Linearity with \(y\): There is a linear relationship between each continuous \(x\) variable as specified and \(y\). This can be checked with bivariate scatter plots between the \(y\) variable and each \(x\) variable. The as specified refers to form of the \(x\) variables (e.g. no transformation, raised to a power, inverse, log, etc.). Anscombe (1973) quartet illustrates the need for visualizing data and the risks of using only calculated results to evaluate a data set. Anscombe’s quartet of data sets, each with \(y\) and \(x_{1}\), provides identical linear regression formulas (at two decimal places for the y-intercept and three decimals for the coefficient of \(x_{1}\)). A brief glance at Anscombe’s quartet illustrates the problem.
Low multicolinearity: Multicolilnearity refers to a linear relationship between any of the x variables {x₁, x₂, x₃, …, x_n}. We want little to no multicolinearity among our x variables because linear relationships between the x variables adversely impacts the accuracy of the coefficient calculations. Variance Inflation Factor (VIF) can be used to test for multicolinearity among the x variables. Pairwise scatter plots can be used to visually evaluate multicolinearity among the x variables.
Homoskedasticity: The residuals (i.e. the error term e calculated by Equation 5.9) have the same variance across all values of the x variables {x₁, x₂, x₃, …, x_n}. This assumption can be checked visually by looking at the spread of the residuals on a scatter plot. Qualtrics has helpful examples of residual plots.
Normally distributed residuals: The residuals (i.e. the error term e calculated by Equation 5.9) are approximately normally distributed. The quantile-quantile (Q-Q) plot can be used to evaluate this assumption. Yearsley has helpful examples of Q-Q plots.
Low correlation between residuals and each \(x\) variable: Correlation between the residuals (i.e. the error term e calculated by Equation 5.9) and any of the x variables {x₁, x₂, x₃, …, x_n} adversely impacts the accuracy of the coefficient calculations. This type of correlation is an indication of missing one or more x variables in the model (i.e. data that was excluded from the model that should have been included in the model). Residual plots (residuals against each \(x\) variable) can be used to check for this correlation.
Independent observations: The observations (i.e. rows of data) are not correlated with one another. Observations that are correlated will cause repeating patterns in the residual plot.

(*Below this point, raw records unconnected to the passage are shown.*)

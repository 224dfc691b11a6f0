//! Mock production backend for tests and development.

use crate::backend::{
    ProductionBackend, ProductionFilter, ProductionRequest, ProductionResult, ProductionState,
    ProductionStatus,
};
use dashmap::DashMap;
use std::sync::atomic::{AtomicU64, Ordering};

/// In-memory backend that records every request and lets tests drive
/// state transitions.
#[derive(Debug, Default)]
pub struct MockProductionBackend {
    requests: DashMap<String, ProductionStatus>,
    next_id: AtomicU64,
}

impl MockProductionBackend {
    #[must_use]
    pub fn new() -> Self {
        Self {
            requests: DashMap::new(),
            next_id: AtomicU64::new(1),
        }
    }

    /// Force a request into a state (test hook).
    pub fn set_state(&self, request_id: &str, state: ProductionState) -> bool {
        match self.requests.get_mut(request_id) {
            Some(mut status) => {
                status.state = state;
                true
            }
            None => false,
        }
    }

    #[must_use]
    pub fn request_count(&self) -> usize {
        self.requests.len()
    }
}

impl ProductionBackend for MockProductionBackend {
    fn request_production(&self, request: ProductionRequest) -> ProductionResult {
        let id = format!("production:{}", self.next_id.fetch_add(1, Ordering::Relaxed));
        self.requests.insert(
            id.clone(),
            ProductionStatus {
                request_id: id.clone(),
                sku: request.sku,
                quantity: request.quantity,
                state: ProductionState::Requested,
                target_date: request.target_date,
                message: None,
            },
        );
        ProductionResult {
            success: true,
            request_id: Some(id),
            state: Some(ProductionState::Requested),
            message: None,
        }
    }

    fn check_status(&self, request_id: &str) -> Option<ProductionStatus> {
        self.requests.get(request_id).map(|s| s.clone())
    }

    fn cancel_request(&self, request_id: &str, reason: &str) -> ProductionResult {
        match self.requests.get_mut(request_id) {
            Some(mut status) if status.state.is_pending() => {
                status.state = ProductionState::Cancelled;
                status.message = Some(reason.to_string());
                ProductionResult {
                    success: true,
                    request_id: Some(request_id.to_string()),
                    state: Some(ProductionState::Cancelled),
                    message: None,
                }
            }
            Some(status) => ProductionResult {
                success: false,
                request_id: Some(request_id.to_string()),
                state: Some(status.state),
                message: Some("request is not pending".to_string()),
            },
            None => ProductionResult {
                success: false,
                request_id: None,
                state: None,
                message: Some(format!("unknown request: {request_id}")),
            },
        }
    }

    fn list_pending(&self, filter: &ProductionFilter) -> Vec<ProductionStatus> {
        self.requests
            .iter()
            .filter(|s| s.state.is_pending())
            .filter(|s| filter.sku.as_deref().map_or(true, |sku| s.sku == sku))
            .filter(|s| {
                filter
                    .target_date
                    .map_or(true, |date| s.target_date == date)
            })
            .map(|s| s.clone())
            .collect()
    }
}
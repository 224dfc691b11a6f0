//! Quant — cached balance at a space-time coordinate.

use crate::coordinate::Coordinate;
use chrono::{DateTime, NaiveDate, Utc};
use parking_lot::{Mutex, MutexGuard};
use stockbook_core::{PositionCode, ProductRef, Qty, QuantId};

/// Cached balance of a product at a coordinate.
///
/// The balance is a cache kept consistent with the move ledger: it is
/// only ever changed together with a `Move` append, while this
/// record's lock is held (see `StockStore::apply_move`). Reading the
/// balance is O(1); `recalculate` re-derives it from the ledger for
/// audit/repair.
///
/// Quants are created lazily on first movement against a new
/// coordinate and never deleted — moves and holds keep referencing
/// them.
#[derive(Debug)]
pub struct Quant {
    /// Record id.
    pub id: QuantId,
    /// Product reference.
    pub product: ProductRef,
    /// WHERE — optional position.
    pub position: Option<PositionCode>,
    /// WHEN — `None` = physical stock, date = planned production.
    pub target_date: Option<NaiveDate>,
    /// Lot label, empty when untracked.
    pub batch: String,
    /// Creation timestamp; also the production date proxy for
    /// physical stock in shelf-life checks.
    pub created_at: DateTime<Utc>,

    /// Cached balance, behind the record's row lock.
    balance: Mutex<Qty>,
}

impl Quant {
    pub(crate) fn new(id: QuantId, coordinate: Coordinate) -> Self {
        Self {
            id,
            product: coordinate.product,
            position: coordinate.position,
            target_date: coordinate.target_date,
            batch: coordinate.batch,
            created_at: Utc::now(),
            balance: Mutex::new(Qty::ZERO),
        }
    }

    /// Current cached balance (momentary read under a short lock).
    #[must_use]
    pub fn balance(&self) -> Qty {
        *self.balance.lock()
    }

    /// Acquire the exclusive row lock on this quant's balance.
    ///
    /// Every availability-sensitive mutation holds this guard across
    /// its whole read-check-write path.
    pub fn lock_balance(&self) -> MutexGuard<'_, Qty> {
        self.balance.lock()
    }

    /// The coordinate tuple this quant caches.
    #[must_use]
    pub fn coordinate(&self) -> Coordinate {
        Coordinate::new(
            self.product.clone(),
            self.position.clone(),
            self.target_date,
            self.batch.clone(),
        )
    }

    /// Planned production (any target date set)?
    pub fn is_planned(&self) -> bool {
        self.target_date.is_some()
    }

    /// Planned production that is still in the future?
    pub fn is_future(&self, today: NaiveDate) -> bool {
        match self.target_date {
            Some(d) => d > today,
            None => false,
        }
    }
}

#[cfg(test)]
mod tests {
    use super::*;
    use rust_decimal_macros::dec;

    fn sample() -> Quant {
        Quant::new(
            QuantId(1),
            Coordinate::physical(ProductRef::new("sku", 1), Some("vitrine".into())),
        )
    }

    #[test]
    fn test_new_quant_starts_empty() {
        let q = sample();
        assert_eq!(q.balance(), Qty::ZERO);
        assert!(!q.is_planned());
    }

    #[test]
    fn test_balance_mutation_under_lock() {
        let q = sample();
        {
            let mut guard = q.lock_balance();
            *guard += Qty::new(dec!(12.5));
        }
        assert_eq!(q.balance(), Qty::new(dec!(12.5)));
    }

    #[test]
    fn test_is_future() {
        let today = NaiveDate::from_ymd_opt(2026, 8, 29).unwrap();
        let mut q = sample();
        assert!(!q.is_future(today));
        q.target_date = Some(today + chrono::Days::new(3));
        assert!(q.is_future(today));
        q.target_date = Some(today);
        assert!(!q.is_future(today));
    }
}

The following are not requirements that should be checked, but are important considerations.

Linearity in coefficients: The equation is linear in the coefficients {β₁, β₂, β₃, …, β_n}, which means no coefficient is raised to a power (other than 1) and there is no multiplication or division of a coefficient by another coefficient. This means the form of Equation 5.6 is the only possible form of coefficients for a linear regression equation. The functions used in R ensure this linearity of coefficients. This does not prevent the x variables {x₁, x₂, x₃, …, x_n} from being mathematically altered (e.g. raised to a power, inverse, log, etc.) to increase the estimation ability of the model.

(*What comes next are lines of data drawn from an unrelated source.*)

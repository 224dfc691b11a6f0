//! End-to-end engine scenarios: ledger, availability, hold lifecycle
//! and planning working together.

use std::sync::Arc;

use chrono::{Days, Duration, Utc};
use rust_decimal_macros::dec;
use stockbook_catalog::{NoopSkuValidator, SkuValidation, SkuValidator, StaticCatalog};
use stockbook_core::{AvailabilityPolicy, HoldStatus, ProductRef, Qty, StockError};
use stockbook_engine::{Stock, StockSettings};
use stockbook_store::{Coordinate, StockStore};

fn qty(d: rust_decimal::Decimal) -> Qty {
    Qty::new(d)
}

fn product() -> ProductRef {
    ProductRef::new("sku", 1)
}

fn vitrine(p: &ProductRef) -> Coordinate {
    Coordinate::physical(p.clone(), Some("vitrine".into()))
}

fn stock_with_catalog(catalog: StaticCatalog) -> Stock {
    Stock::new(
        Arc::new(StockStore::new()),
        Arc::new(catalog),
        Arc::new(NoopSkuValidator),
        StockSettings::default(),
    )
}

#[test]
fn test_receive_makes_stock_available() {
    let stock = Stock::with_defaults();
    stock.receive(qty(dec!(100)), vitrine(&product()), "receipt", None).unwrap();
    assert_eq!(stock.available(&product(), None, None), qty(dec!(100)));
}

#[test]
fn test_hold_confirm_fulfill_lifecycle() {
    let stock = Stock::with_defaults();
    let quant = stock
        .receive(qty(dec!(100)), vitrine(&product()), "receipt", None)
        .unwrap();

    let token = stock.hold(qty(dec!(10)), product(), None, None, None).unwrap();
    assert_eq!(stock.available(&product(), None, None), qty(dec!(90)));

    // Confirmation blocks availability identically to pending.
    stock.confirm(&token).unwrap();
    assert_eq!(stock.available(&product(), None, None), qty(dec!(90)));

    let mv = stock.fulfill(&token, None).unwrap();
    assert_eq!(mv.delta, qty(dec!(-10)));
    assert_eq!(quant.balance(), qty(dec!(90)));

    let snapshot = stock.store().hold_by_token(&token).unwrap().snapshot();
    assert_eq!(snapshot.status, HoldStatus::Fulfilled);
    assert!(snapshot.resolved_at.is_some());

    // Fulfillment resolved the hold, so availability equals balance.
    assert_eq!(stock.available(&product(), None, None), qty(dec!(90)));
}

#[test]
fn test_hold_exceeding_availability_reports_remainder() {
    let stock = Stock::with_defaults();
    stock.receive(qty(dec!(5)), vitrine(&product()), "receipt", None).unwrap();

    stock.hold(qty(dec!(3)), product(), None, None, None).unwrap();
    let err = stock
        .hold(qty(dec!(5)), product(), None, None, None)
        .unwrap_err();
    assert_eq!(
        err,
        StockError::InsufficientAvailable {
            available: qty(dec!(2)),
            requested: qty(dec!(5)),
        }
    );
}

#[test]
fn test_hold_rejects_non_positive() {
    let stock = Stock::with_defaults();
    stock.receive(qty(dec!(10)), vitrine(&product()), "receipt", None).unwrap();

    for bad in [dec!(0), dec!(-1)] {
        let err = stock.hold(qty(bad), product(), None, None, None).unwrap_err();
        assert_eq!(err, StockError::InvalidQuantity { requested: qty(bad) });
    }
    // Nothing was reserved.
    assert_eq!(stock.available(&product(), None, None), qty(dec!(10)));
    assert_eq!(stock.committed(&product(), None), Qty::ZERO);
}

/// Validator that only knows `sku:1`.
struct CatalogOnlyValidator;

impl SkuValidator for CatalogOnlyValidator {
    fn validate_sku(&self, sku: &str) -> SkuValidation {
        if sku == "sku:1" {
            SkuValidation::accepted(sku)
        } else {
            SkuValidation::rejected(sku, "not_found")
        }
    }
}

#[test]
fn test_sku_validation_gates_receive_and_hold() {
    let stock = Stock::new(
        Arc::new(StockStore::new()),
        Arc::new(StaticCatalog::new()),
        Arc::new(CatalogOnlyValidator),
        StockSettings {
            validate_input_skus: true,
            ..StockSettings::default()
        },
    );
    let unknown = ProductRef::new("sku", 2);

    // Known SKU passes.
    stock.receive(qty(dec!(10)), vitrine(&product()), "receipt", None).unwrap();

    let err = stock
        .receive(qty(dec!(10)), vitrine(&unknown), "receipt", None)
        .unwrap_err();
    assert_eq!(err, StockError::InvalidSku { sku: "sku:2".into() });

    let err = stock
        .hold(qty(dec!(1)), unknown.clone(), None, None, None)
        .unwrap_err();
    assert_eq!(err, StockError::InvalidSku { sku: "sku:2".into() });
    assert_eq!(stock.available(&unknown, None, None), Qty::ZERO);
}

#[test]
fn test_expired_hold_excluded_without_sweep() {
    let stock = Stock::with_defaults();
    stock.receive(qty(dec!(100)), vitrine(&product()), "receipt", None).unwrap();

    let token = stock
        .hold(
            qty(dec!(10)),
            product(),
            None,
            None,
            Some(Utc::now() - Duration::minutes(1)),
        )
        .unwrap();

    // No sweep has run: persisted status is still pending, yet the
    // hold no longer counts.
    let snapshot = stock.store().hold_by_token(&token).unwrap().snapshot();
    assert_eq!(snapshot.status, HoldStatus::Pending);
    assert_eq!(stock.available(&product(), None, None), qty(dec!(100)));
    assert_eq!(stock.committed(&product(), None), Qty::ZERO);
}

#[test]
fn test_double_confirm_and_double_release_fail() {
    let stock = Stock::with_defaults();
    stock.receive(qty(dec!(10)), vitrine(&product()), "receipt", None).unwrap();

    let token = stock.hold(qty(dec!(2)), product(), None, None, None).unwrap();
    stock.confirm(&token).unwrap();
    assert!(matches!(
        stock.confirm(&token).unwrap_err(),
        StockError::InvalidStatus { .. }
    ));

    stock.release(&token, "customer cancelled").unwrap();
    assert!(matches!(
        stock.release(&token, "again").unwrap_err(),
        StockError::InvalidStatus { .. }
    ));
}

#[test]
fn test_fulfill_requires_confirmed() {
    let stock = Stock::with_defaults();
    stock.receive(qty(dec!(10)), vitrine(&product()), "receipt", None).unwrap();

    let token = stock.hold(qty(dec!(2)), product(), None, None, None).unwrap();
    assert!(matches!(
        stock.fulfill(&token, None).unwrap_err(),
        StockError::InvalidStatus { .. }
    ));
}

#[test]
fn test_malformed_and_unknown_tokens() {
    let stock = Stock::with_defaults();
    assert!(matches!(
        stock.confirm("not-a-token").unwrap_err(),
        StockError::InvalidHold { .. }
    ));
    assert!(matches!(
        stock.confirm("hold:999").unwrap_err(),
        StockError::InvalidHold { .. }
    ));
}

#[test]
fn test_zero_shelf_life_window() {
    let catalog = StaticCatalog::new();
    let croissant = product();
    catalog.register(croissant.clone(), Some(0), AvailabilityPolicy::PlannedOk);
    let stock = stock_with_catalog(catalog);

    let day = Utc::now().date_naive() + Days::new(2);
    stock.plan(qty(dec!(30)), croissant.clone(), day, None).unwrap();

    // Only valid on production day.
    assert_eq!(
        stock.available(&croissant, Some(day - Days::new(1)), None),
        Qty::ZERO
    );
    assert_eq!(
        stock.available(&croissant, Some(day), None),
        qty(dec!(30))
    );
    assert_eq!(
        stock.available(&croissant, Some(day + Days::new(1)), None),
        Qty::ZERO
    );
}

#[test]
fn test_demand_policy_creates_unbacked_hold() {
    let catalog = StaticCatalog::new();
    let p = product();
    catalog.register(p.clone(), None, AvailabilityPolicy::DemandOk);
    let stock = stock_with_catalog(catalog);

    // No stock at all.
    let token = stock.hold(qty(dec!(6)), p.clone(), None, None, None).unwrap();
    let snapshot = stock.store().hold_by_token(&token).unwrap().snapshot();
    assert!(snapshot.is_demand());
    assert_eq!(
        stock.demand(&p, Utc::now().date_naive()),
        qty(dec!(6))
    );

    // Demand cannot be fulfilled.
    stock.confirm(&token).unwrap();
    assert!(matches!(
        stock.fulfill(&token, None).unwrap_err(),
        StockError::HoldIsDemand { .. }
    ));
}

#[test]
fn test_stock_only_policy_ignores_planned_stock() {
    let catalog = StaticCatalog::new();
    let p = product();
    catalog.register(p.clone(), None, AvailabilityPolicy::StockOnly);
    let stock = stock_with_catalog(catalog);

    let friday = Utc::now().date_naive() + Days::new(3);
    stock.plan(qty(dec!(50)), p.clone(), friday, None).unwrap();

    let err = stock
        .hold(qty(dec!(10)), p.clone(), Some(friday), None, None)
        .unwrap_err();
    assert!(matches!(err, StockError::InsufficientAvailable { .. }));
}

#[test]
fn test_release_expired_sweeps_in_batches() {
    let stock = Stock::new(
        Arc::new(StockStore::new()),
        Arc::new(StaticCatalog::new()),
        Arc::new(NoopSkuValidator),
        StockSettings {
            expired_batch_size: 2,
            ..StockSettings::default()
        },
    );
    stock.receive(qty(dec!(100)), vitrine(&product()), "receipt", None).unwrap();

    let past = Utc::now() - Duration::minutes(5);
    let mut tokens = Vec::new();
    for _ in 0..5 {
        tokens.push(
            stock
                .hold(qty(dec!(1)), product(), None, None, Some(past))
                .unwrap(),
        );
    }
    // One live hold must survive the sweep.
    let live = stock.hold(qty(dec!(1)), product(), None, None, None).unwrap();

    assert_eq!(stock.release_expired(), 5);
    assert_eq!(stock.release_expired(), 0);

    for token in tokens {
        let snapshot = stock.store().hold_by_token(&token).unwrap().snapshot();
        assert_eq!(snapshot.status, HoldStatus::Released);
        assert_eq!(snapshot.release_reason.as_deref(), Some("expired"));
    }
    let snapshot = stock.store().hold_by_token(&live).unwrap().snapshot();
    assert_eq!(snapshot.status, HoldStatus::Pending);
}

#[test]
fn test_plan_realize_transfers_stock_and_holds() {
    let stock = Stock::with_defaults();
    let p = product();
    let friday = Utc::now().date_naive() + Days::new(3);

    let planned = stock.plan(qty(dec!(50)), p.clone(), friday, None).unwrap();
    assert_eq!(stock.available(&p, Some(friday), None), qty(dec!(50)));

    // Hold binds to the planned quant under the default policy.
    let token = stock
        .hold(qty(dec!(10)), p.clone(), Some(friday), None, None)
        .unwrap();
    let bound = stock.store().hold_by_token(&token).unwrap().snapshot();
    assert_eq!(bound.quant, Some(planned.id));

    let physical = stock
        .realize(p.clone(), friday, qty(dec!(45)), "vitrine".into(), "morning bake")
        .unwrap();

    // Reconcile -5, then -45/+45 transfer pair.
    let planned_moves = stock.store().moves_for_quant(planned.id);
    assert_eq!(planned_moves.len(), 3);
    assert_eq!(planned_moves[1].delta, qty(dec!(-5)));
    assert_eq!(planned_moves[2].delta, qty(dec!(-45)));
    assert_eq!(planned.balance(), Qty::ZERO);
    assert_eq!(physical.balance(), qty(dec!(45)));

    // In-flight hold survived the transition onto the physical quant.
    let carried = stock.store().hold_by_token(&token).unwrap().snapshot();
    assert_eq!(carried.quant, Some(physical.id));
    assert_eq!(carried.status, HoldStatus::Pending);
    assert_eq!(stock.available(&p, Some(friday), None), qty(dec!(35)));

    // Ledger and caches still agree everywhere.
    assert_eq!(stock.recalculate(&planned), Qty::ZERO);
    assert_eq!(stock.recalculate(&physical), qty(dec!(45)));
}

#[test]
fn test_replan_adjusts_existing_plan() {
    let stock = Stock::with_defaults();
    let p = product();
    let friday = Utc::now().date_naive() + Days::new(3);

    stock.plan(qty(dec!(50)), p.clone(), friday, None).unwrap();
    let quant = stock
        .replan(qty(dec!(70)), p.clone(), friday, "extra orders")
        .unwrap();
    assert_eq!(quant.balance(), qty(dec!(70)));

    let missing = friday + Days::new(1);
    assert!(matches!(
        stock
            .replan(qty(dec!(10)), p.clone(), missing, "no plan")
            .unwrap_err(),
        StockError::QuantNotFound { .. }
    ));
}

#[test]
fn test_position_filter_scopes_availability() {
    let stock = Stock::with_defaults();
    let p = product();
    stock.receive(qty(dec!(30)), vitrine(&p), "receipt", None).unwrap();
    stock
        .receive(
            qty(dec!(20)),
            Coordinate::physical(p.clone(), Some("depot".into())),
            "receipt",
            None,
        )
        .unwrap();

    assert_eq!(stock.available(&p, None, None), qty(dec!(50)));
    assert_eq!(
        stock.available(&p, None, Some(&"vitrine".into())),
        qty(dec!(30))
    );
    assert_eq!(
        stock.available(&p, None, Some(&"depot".into())),
        qty(dec!(20))
    );
}

#[test]
fn test_default_ttl_applies_to_new_holds() {
    let stock = Stock::new(
        Arc::new(StockStore::new()),
        Arc::new(StaticCatalog::new()),
        Arc::new(NoopSkuValidator),
        StockSettings {
            hold_ttl_minutes: 30,
            ..StockSettings::default()
        },
    );
    stock.receive(qty(dec!(10)), vitrine(&product()), "receipt", None).unwrap();

    let token = stock.hold(qty(dec!(1)), product(), None, None, None).unwrap();
    let snapshot = stock.store().hold_by_token(&token).unwrap().snapshot();
    let expires = snapshot.expires_at.expect("ttl stamped");
    let minutes = (expires - Utc::now()).num_minutes();
    assert!((29..=30).contains(&minutes));
}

5.3 Ordinary Least Squares (OLS)

Ordinary Least Squares (OLS) is the most common mathematical method used to create a linear regression model. The OLS process creates the line of best fit by minimizing the sum of squared residuals (i.e. the error term e calculated by Equation 5.9) through Equation 5.10 for each coefficients β₁ … β_n and Equation 5.11 for the y-intercept, β₀.

\[\beta_{n} = \frac{\sum (x_{i}-\bar{x}_{n})(y_{i}-\bar{y})}{\sum (x_{i}-\bar{x}_{n})^2} \tag{5.10}\]

\[\beta_{0} = \bar{y} - \beta_{1}\bar{x}_{1} - \beta_{2}\bar{x}_{2} - \beta_{3}\bar{x}_{3} - ... - \beta_{n}\bar{x}_{n} \tag{5.11}\]

The lm() function is used to run OLS regression. The first parameter of the lm() function is the variables to be used in the equation. Equation 5.12 illustrates the basic form of this parameter, which is used when there is no interaction in x variables. The ‘+’ sybmol in Equation 5.12 can be read as and. The second parameter of the lm() function is the data set to be used.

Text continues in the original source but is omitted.